- [TASK]: The answer must be every entry, given again word for word.

(GIVEN DATA Opens)

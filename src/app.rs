/*
 * Responsibility
 * - Config読み込み → tracing 初期化 → 依存生成 (PgPool, policy) → Router 組み立て
 * - Middleware の適用 (access/authorize, security headers, CORS, request-id/trace)
 * - axum::serve() で起動
 */
use std::path::PathBuf;
use std::sync::Arc;
use std::{panic, process};

use anyhow::Result;
use axum::{Router, routing::get};
use tracing_subscriber::{EnvFilter, layer::SubscriberExt, reload, util::SubscriberInitExt};

use crate::api;
use crate::api::v1::handlers::health::health;
use crate::config::{Config, DEFAULT_LOG_FILTER};
use crate::error::Error;
use crate::middleware;
use crate::repos::db;
use crate::repos::movie_repo::PgMovieRepo;
use crate::services::auth::{
    RbacPolicyStore, build_authenticator, build_authorizer, build_policy_store,
};
use crate::services::logger::LogControl;
use crate::state::AppState;

/// Install the global subscriber. The filter sits behind a reload layer so
/// `PUT /api/v1/logger` can replace it at runtime.
fn init_tracing(directives: &str) -> LogControl {
    let (filter, rejected) = match EnvFilter::try_new(directives) {
        Ok(filter) => (filter, None),
        Err(e) => (EnvFilter::new(DEFAULT_LOG_FILTER), Some(e)),
    };
    let (filter, handle) = reload::Layer::new(filter);

    tracing_subscriber::registry()
        .with(filter)
        .with(tracing_subscriber::fmt::layer())
        .init();

    if let Some(e) = rejected {
        tracing::warn!(directives, error = %e, "invalid log filter, using default");
    }
    LogControl::new(handle)
}

fn init_panic_hook(abort_on_panic: bool) {
    // Keep the default hook as a fallback (prints to stderr with location/payload).
    let default_hook = panic::take_hook();

    panic::set_hook(Box::new(move |info| {
        // stderr can be hidden depending on how the process is launched.
        tracing::error!(?info, "panic");

        // development: crash the whole process so we notice immediately.
        if abort_on_panic {
            process::abort();
        } else {
            default_hook(info);
        }
    }))
}

async fn shutdown_signal() {
    if let Err(e) = tokio::signal::ctrl_c().await {
        tracing::warn!(error = %e, "could not listen for shutdown signal");
        std::future::pending::<()>().await;
    }
    tracing::info!("shutting down");
}

pub async fn run() -> Result<()> {
    let config = Config::from_env()?;
    let log_control = init_tracing(&config.log_filter);
    init_panic_hook(!config.app_env.is_production());

    tracing::info!(
        "starting API in {:?} mode on {}",
        config.app_env,
        config.addr
    );

    let state = build_state(&config, log_control).await?;
    let app = build_router(state, &config);

    let listener = tokio::net::TcpListener::bind(config.addr).await?;
    axum::serve(listener, app)
        .with_graceful_shutdown(shutdown_signal())
        .await?;
    Ok(())
}

/// `kill -HUP <pid>` re-reads the policy file. A broken file keeps the current set.
#[cfg(unix)]
fn spawn_policy_reload(store: Arc<RbacPolicyStore>, path: PathBuf) {
    use tokio::signal::unix::{SignalKind, signal};

    let mut hangup = match signal(SignalKind::hangup()) {
        Ok(hangup) => hangup,
        Err(e) => {
            tracing::warn!(error = %e, "policy reload on SIGHUP disabled");
            return;
        }
    };

    tokio::spawn(async move {
        while hangup.recv().await.is_some() {
            if let Err(e) = store.reload_from_file(&path) {
                tracing::error!(
                    path = %path.display(),
                    error = %e,
                    cause = %e.cause_text().unwrap_or_default(),
                    "policy reload failed, keeping the current set"
                );
            }
        }
    });
}

#[cfg(not(unix))]
fn spawn_policy_reload(_store: Arc<RbacPolicyStore>, _path: PathBuf) {}

async fn build_state(config: &Config, log_control: LogControl) -> Result<AppState, Error> {
    let store = build_policy_store(config)?;
    let pool = db::connect(&config.database_url).await?;
    spawn_policy_reload(Arc::clone(&store), config.policy_file.clone());

    Ok(AppState::new(
        Arc::new(PgMovieRepo::new(pool)),
        build_authenticator(config),
        build_authorizer(store),
        log_control,
        config.auth_realm.clone(),
    ))
}

fn build_router(state: AppState, config: &Config) -> Router {
    // layer は後に掛けたものほど外側: access → authorize → handler の順に通る
    let v1 = middleware::auth::authorize::apply(api::v1::routes(), state.clone());
    let v1 = middleware::auth::access::apply(v1, state.clone());

    let router = Router::new()
        .route("/health", get(health))
        .nest("/api/v1", v1)
        .with_state(state);

    let router = middleware::security_headers::apply(router);
    let router = middleware::cors::apply(router, config);
    middleware::http::apply(router)
}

(GIVEN DATA Closes)

- [ANSWER FOR THE TASK]:
filename src/app.rs
/*
 * Responsibility
 * - Config読み込み → tracing 初期化 → 依存生成 (PgPool, policy) → Router 組み立て
 * - Middleware の適用 (access/authorize, security headers, CORS, request-id/trace)
 * - axum::serve() で起動
 */
use std::path::PathBuf;
use std::sync::Arc;
use std::{panic, process};

use anyhow::Result;
use axum::{Router, routing::get};
use tracing_subscriber::{EnvFilter, layer::SubscriberExt, reload, util::SubscriberInitExt};

use crate::api;
use crate::api::v1::handlers::health::health;
use crate::config::{Config, DEFAULT_LOG_FILTER};
use crate::error::Error;
use crate::middleware;
use crate::repos::db;
use crate::repos::movie_repo::PgMovieRepo;
use crate::services::auth::{
    RbacPolicyStore, build_authenticator, build_authorizer, build_policy_store,
};
use crate::services::logger::LogControl;
use crate::state::AppState;

/// Install the global subscriber. The filter sits behind a reload layer so
/// `PUT /api/v1/logger` can replace it at runtime.
fn init_tracing(directives: &str) -> LogControl {
    let (filter, rejected) = match EnvFilter::try_new(directives) {
        Ok(filter) => (filter, None),
        Err(e) => (EnvFilter::new(DEFAULT_LOG_FILTER), Some(e)),
    };
    let (filter, handle) = reload::Layer::new(filter);

    tracing_subscriber::registry()
        .with(filter)
        .with(tracing_subscriber::fmt::layer())
        .init();

    if let Some(e) = rejected {
        tracing::warn!(directives, error = %e, "invalid log filter, using default");
    }
    LogControl::new(handle)
}

fn init_panic_hook(abort_on_panic: bool) {
    // Keep the default hook as a fallback (prints to stderr with location/payload).
    let default_hook = panic::take_hook();

    panic::set_hook(Box::new(move |info| {
        // stderr can be hidden depending on how the process is launched.
        tracing::error!(?info, "panic");

        // development: crash the whole process so we notice immediately.
        if abort_on_panic {
            process::abort();
        } else {
            default_hook(info);
        }
    }))
}

async fn shutdown_signal() {
    if let Err(e) = tokio::signal::ctrl_c().await {
        tracing::warn!(error = %e, "could not listen for shutdown signal");
        std::future::pending::<()>().await;
    }
    tracing::info!("shutting down");
}

pub async fn run() -> Result<()> {
    let config = Config::from_env()?;
    let log_control = init_tracing(&config.log_filter);
    init_panic_hook(!config.app_env.is_production());

    tracing::info!(
        "starting API in {:?} mode on {}",
        config.app_env,
        config.addr
    );

    let state = build_state(&config, log_control).await?;
    let app = build_router(state, &config);

    let listener = tokio::net::TcpListener::bind(config.addr).await?;
    axum::serve(listener, app)
        .with_graceful_shutdown(shutdown_signal())
        .await?;
    Ok(())
}

/// `kill -HUP <pid>` re-reads the policy file. A broken file keeps the current set.
#[cfg(unix)]
fn spawn_policy_reload(store: Arc<RbacPolicyStore>, path: PathBuf) {
    use tokio::signal::unix::{SignalKind, signal};

    let mut hangup = match signal(SignalKind::hangup()) {
        Ok(hangup) => hangup,
        Err(e) => {
            tracing::warn!(error = %e, "policy reload on SIGHUP disabled");
            return;
        }
    };

    tokio::spawn(async move {
        while hangup.recv().await.is_some() {
            if let Err(e) = store.reload_from_file(&path) {
                tracing::error!(
                    path = %path.display(),
                    error = %e,
                    cause = %e.cause_text().unwrap_or_default(),
                    "policy reload failed, keeping the current set"
                );
            }
        }
    });
}

#[cfg(not(unix))]
fn spawn_policy_reload(_store: Arc<RbacPolicyStore>, _path: PathBuf) {}

async fn build_state(config: &Config, log_control: LogControl) -> Result<AppState, Error> {
    let store = build_policy_store(config)?;
    let pool = db::connect(&config.database_url).await?;
    spawn_policy_reload(Arc::clone(&store), config.policy_file.clone());

    Ok(AppState::new(
        Arc::new(PgMovieRepo::new(pool)),
        build_authenticator(config),
        build_authorizer(store),
        log_control,
        config.auth_realm.clone(),
    ))
}

fn build_router(state: AppState, config: &Config) -> Router {
    // layer は後に掛けたものほど外側: access → authorize → handler の順に通る
    let v1 = middleware::auth::authorize::apply(api::v1::routes(), state.clone());
    let v1 = middleware::auth::access::apply(v1, state.clone());

    let router = Router::new()
        .route("/health", get(health))
        .nest("/api/v1", v1)
        .with_state(state);

    let router = middleware::security_headers::apply(router);
    let router = middleware::cors::apply(router, config);
    middleware::http::apply(router)
}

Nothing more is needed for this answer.